* _PROVIDED DATA_:
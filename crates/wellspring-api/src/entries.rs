//! Handlers for `/entries/{category}/...` and `/mood/distribution`.
//!
//! | Method | Path | Notes |
//! |--------|------|-------|
//! | `POST` | `/entries/{category}/insert` | Body: `{"uid", "mood" \| "writing"}`; 409 if already submitted today |
//! | `POST` | `/entries/{category}/check-today` | `{"submitted": bool}` |
//! | `POST` | `/entries/{category}/history` | Optional `"order": "asc" \| "desc"` |
//! | `POST` | `/entries/{category}/analyze` | Body: `{"text"}`; `{"analysis": ...}` |
//! | `POST` | `/mood/distribution` | Optional `"window"`; `{"distribution": {...} \| null}` |

use axum::{
  Json,
  extract::{Path, State, rejection::JsonRejection},
};
use chrono::Utc;
use serde::Deserialize;
use serde_json::{Value, json};
use wellspring_core::{
  category::Category,
  entry::{Entry, EntryValue, NewEntry, SortOrder, mood_distribution},
  store::{InsertOutcome, WellnessStore},
  tracker,
};

use crate::{ApiError, ApiState, OwnerBody, require_owner};

// ─── Insert ───────────────────────────────────────────────────────────────────

#[derive(Debug, Deserialize)]
pub struct InsertBody {
  #[serde(default, alias = "id")]
  pub uid:     Option<String>,
  /// Mood word; only read for the `mood` category.
  #[serde(default, alias = "mood_")]
  pub mood:    Option<String>,
  /// Journal text or habit checklist.
  #[serde(default)]
  pub writing: Option<String>,
}

/// `POST /entries/{category}/insert`
pub async fn insert<S>(
  State(state): State<ApiState<S>>,
  Path(category): Path<String>,
  payload: Result<Json<InsertBody>, JsonRejection>,
) -> Result<Json<Value>, ApiError>
where
  S: WellnessStore,
{
  let Json(body) = payload?;
  let category = Category::parse(&category)?;
  let owner = require_owner(body.uid.as_deref())?;
  let (field, raw) = match category {
    Category::Mood => ("mood", body.mood),
    Category::Journal | Category::Habit => ("writing", body.writing),
  };
  let raw = raw.ok_or_else(|| ApiError::BadRequest(format!("missing {field}")))?;
  let value = EntryValue::from_text(category, &raw)?;

  let entry = NewEntry { owner, value, created_at: Utc::now() };
  match tracker::record_entry(&*state.store, entry)
    .await
    .map_err(ApiError::store)?
  {
    InsertOutcome::Inserted(_) => Ok(Json(json!({ "message": "Saved" }))),
    InsertOutcome::Duplicate => Err(ApiError::Conflict("Already submitted".into())),
  }
}

// ─── Check today ──────────────────────────────────────────────────────────────

/// `POST /entries/{category}/check-today`
pub async fn check_today<S>(
  State(state): State<ApiState<S>>,
  Path(category): Path<String>,
  payload: Result<Json<OwnerBody>, JsonRejection>,
) -> Result<Json<Value>, ApiError>
where
  S: WellnessStore,
{
  let Json(body) = payload?;
  let category = Category::parse(&category)?;
  let owner = require_owner(body.uid.as_deref())?;
  let today = Utc::now().date_naive();

  let submitted = state
    .store
    .entry_exists_on(owner, category, today)
    .await
    .map_err(ApiError::store)?;
  Ok(Json(json!({ "submitted": submitted })))
}

// ─── History ──────────────────────────────────────────────────────────────────

#[derive(Debug, Deserialize)]
pub struct HistoryBody {
  #[serde(default, alias = "id")]
  pub uid:   Option<String>,
  /// Defaults to oldest-first for mood and newest-first otherwise.
  pub order: Option<SortOrder>,
}

/// `POST /entries/{category}/history`
pub async fn history<S>(
  State(state): State<ApiState<S>>,
  Path(category): Path<String>,
  payload: Result<Json<HistoryBody>, JsonRejection>,
) -> Result<Json<Vec<Entry>>, ApiError>
where
  S: WellnessStore,
{
  let Json(body) = payload?;
  let category = Category::parse(&category)?;
  let owner = require_owner(body.uid.as_deref())?;
  let order = body.order.unwrap_or_else(|| SortOrder::default_for(category));

  let entries = state
    .store
    .list_entries(owner, category, order)
    .await
    .map_err(ApiError::store)?;
  Ok(Json(entries))
}

// ─── Analyze ──────────────────────────────────────────────────────────────────

#[derive(Debug, Deserialize)]
pub struct AnalyzeBody {
  #[serde(default)]
  pub text: Option<String>,
}

/// `POST /entries/{category}/analyze`. Never fails on model errors; the
/// placeholder text is returned instead.
pub async fn analyze<S>(
  State(state): State<ApiState<S>>,
  Path(category): Path<String>,
  payload: Result<Json<AnalyzeBody>, JsonRejection>,
) -> Result<Json<Value>, ApiError>
where
  S: WellnessStore,
{
  let Json(body) = payload?;
  let category = Category::parse(&category)?;
  let text = body
    .text
    .filter(|t| !t.trim().is_empty())
    .ok_or_else(|| ApiError::BadRequest("missing text".into()))?;

  let analysis = state.reflector.reflect(category, &text).await;
  Ok(Json(json!({ "analysis": analysis })))
}

// ─── Mood distribution ────────────────────────────────────────────────────────

#[derive(Debug, Deserialize)]
pub struct DistributionBody {
  #[serde(default, alias = "id")]
  pub uid:    Option<String>,
  /// Number of most recent moods to include; all when absent.
  pub window: Option<usize>,
}

/// `POST /mood/distribution`
pub async fn distribution<S>(
  State(state): State<ApiState<S>>,
  payload: Result<Json<DistributionBody>, JsonRejection>,
) -> Result<Json<Value>, ApiError>
where
  S: WellnessStore,
{
  let Json(body) = payload?;
  let owner = require_owner(body.uid.as_deref())?;
  let moods = state
    .store
    .list_entries(owner, Category::Mood, SortOrder::Asc)
    .await
    .map_err(ApiError::store)?;

  Ok(Json(json!({ "distribution": mood_distribution(&moods, body.window) })))
}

* _THE PROBLEM_:
Output the entire listing exactly as written.

* _TASK OUTPUT_:
filename crates/wellspring-api/src/entries.rs
//! Handlers for `/entries/{category}/...` and `/mood/distribution`.
//!
//! | Method | Path | Notes |
//! |--------|------|-------|
//! | `POST` | `/entries/{category}/insert` | Body: `{"uid", "mood" \| "writing"}`; 409 if already submitted today |
//! | `POST` | `/entries/{category}/check-today` | `{"submitted": bool}` |
//! | `POST` | `/entries/{category}/history` | Optional `"order": "asc" \| "desc"` |
//! | `POST` | `/entries/{category}/analyze` | Body: `{"text"}`; `{"analysis": ...}` |
//! | `POST` | `/mood/distribution` | Optional `"window"`; `{"distribution": {...} \| null}` |

use axum::{
  Json,
  extract::{Path, State, rejection::JsonRejection},
};
use chrono::Utc;
use serde::Deserialize;
use serde_json::{Value, json};
use wellspring_core::{
  category::Category,
  entry::{Entry, EntryValue, NewEntry, SortOrder, mood_distribution},
  store::{InsertOutcome, WellnessStore},
  tracker,
};

use crate::{ApiError, ApiState, OwnerBody, require_owner};

// ─── Insert ───────────────────────────────────────────────────────────────────

#[derive(Debug, Deserialize)]
pub struct InsertBody {
  #[serde(default, alias = "id")]
  pub uid:     Option<String>,
  /// Mood word; only read for the `mood` category.
  #[serde(default, alias = "mood_")]
  pub mood:    Option<String>,
  /// Journal text or habit checklist.
  #[serde(default)]
  pub writing: Option<String>,
}

/// `POST /entries/{category}/insert`
pub async fn insert<S>(
  State(state): State<ApiState<S>>,
  Path(category): Path<String>,
  payload: Result<Json<InsertBody>, JsonRejection>,
) -> Result<Json<Value>, ApiError>
where
  S: WellnessStore,
{
  let Json(body) = payload?;
  let category = Category::parse(&category)?;
  let owner = require_owner(body.uid.as_deref())?;
  let (field, raw) = match category {
    Category::Mood => ("mood", body.mood),
    Category::Journal | Category::Habit => ("writing", body.writing),
  };
  let raw = raw.ok_or_else(|| ApiError::BadRequest(format!("missing {field}")))?;
  let value = EntryValue::from_text(category, &raw)?;

  let entry = NewEntry { owner, value, created_at: Utc::now() };
  match tracker::record_entry(&*state.store, entry)
    .await
    .map_err(ApiError::store)?
  {
    InsertOutcome::Inserted(_) => Ok(Json(json!({ "message": "Saved" }))),
    InsertOutcome::Duplicate => Err(ApiError::Conflict("Already submitted".into())),
  }
}

// ─── Check today ──────────────────────────────────────────────────────────────

/// `POST /entries/{category}/check-today`
pub async fn check_today<S>(
  State(state): State<ApiState<S>>,
  Path(category): Path<String>,
  payload: Result<Json<OwnerBody>, JsonRejection>,
) -> Result<Json<Value>, ApiError>
where
  S: WellnessStore,
{
  let Json(body) = payload?;
  let category = Category::parse(&category)?;
  let owner = require_owner(body.uid.as_deref())?;
  let today = Utc::now().date_naive();

  let submitted = state
    .store
    .entry_exists_on(owner, category, today)
    .await
    .map_err(ApiError::store)?;
  Ok(Json(json!({ "submitted": submitted })))
}

// ─── History ──────────────────────────────────────────────────────────────────

#[derive(Debug, Deserialize)]
pub struct HistoryBody {
  #[serde(default, alias = "id")]
  pub uid:   Option<String>,
  /// Defaults to oldest-first for mood and newest-first otherwise.
  pub order: Option<SortOrder>,
}

/// `POST /entries/{category}/history`
pub async fn history<S>(
  State(state): State<ApiState<S>>,
  Path(category): Path<String>,
  payload: Result<Json<HistoryBody>, JsonRejection>,
) -> Result<Json<Vec<Entry>>, ApiError>
where
  S: WellnessStore,
{
  let Json(body) = payload?;
  let category = Category::parse(&category)?;
  let owner = require_owner(body.uid.as_deref())?;
  let order = body.order.unwrap_or_else(|| SortOrder::default_for(category));

  let entries = state
    .store
    .list_entries(owner, category, order)
    .await
    .map_err(ApiError::store)?;
  Ok(Json(entries))
}

// ─── Analyze ──────────────────────────────────────────────────────────────────

#[derive(Debug, Deserialize)]
pub struct AnalyzeBody {
  #[serde(default)]
  pub text: Option<String>,
}

/// `POST /entries/{category}/analyze`. Never fails on model errors; the
/// placeholder text is returned instead.
pub async fn analyze<S>(
  State(state): State<ApiState<S>>,
  Path(category): Path<String>,
  payload: Result<Json<AnalyzeBody>, JsonRejection>,
) -> Result<Json<Value>, ApiError>
where
  S: WellnessStore,
{
  let Json(body) = payload?;
  let category = Category::parse(&category)?;
  let text = body
    .text
    .filter(|t| !t.trim().is_empty())
    .ok_or_else(|| ApiError::BadRequest("missing text".into()))?;

  let analysis = state.reflector.reflect(category, &text).await;
  Ok(Json(json!({ "analysis": analysis })))
}

// ─── Mood distribution ────────────────────────────────────────────────────────

#[derive(Debug, Deserialize)]
pub struct DistributionBody {
  #[serde(default, alias = "id")]
  pub uid:    Option<String>,
  /// Number of most recent moods to include; all when absent.
  pub window: Option<usize>,
}

/// `POST /mood/distribution`
pub async fn distribution<S>(
  State(state): State<ApiState<S>>,
  payload: Result<Json<DistributionBody>, JsonRejection>,
) -> Result<Json<Value>, ApiError>
where
  S: WellnessStore,
{
  let Json(body) = payload?;
  let owner = require_owner(body.uid.as_deref())?;
  let moods = state
    .store
    .list_entries(owner, Category::Mood, SortOrder::Asc)
    .await
    .map_err(ApiError::store)?;

  Ok(Json(json!({ "distribution": mood_distribution(&moods, body.window) })))
}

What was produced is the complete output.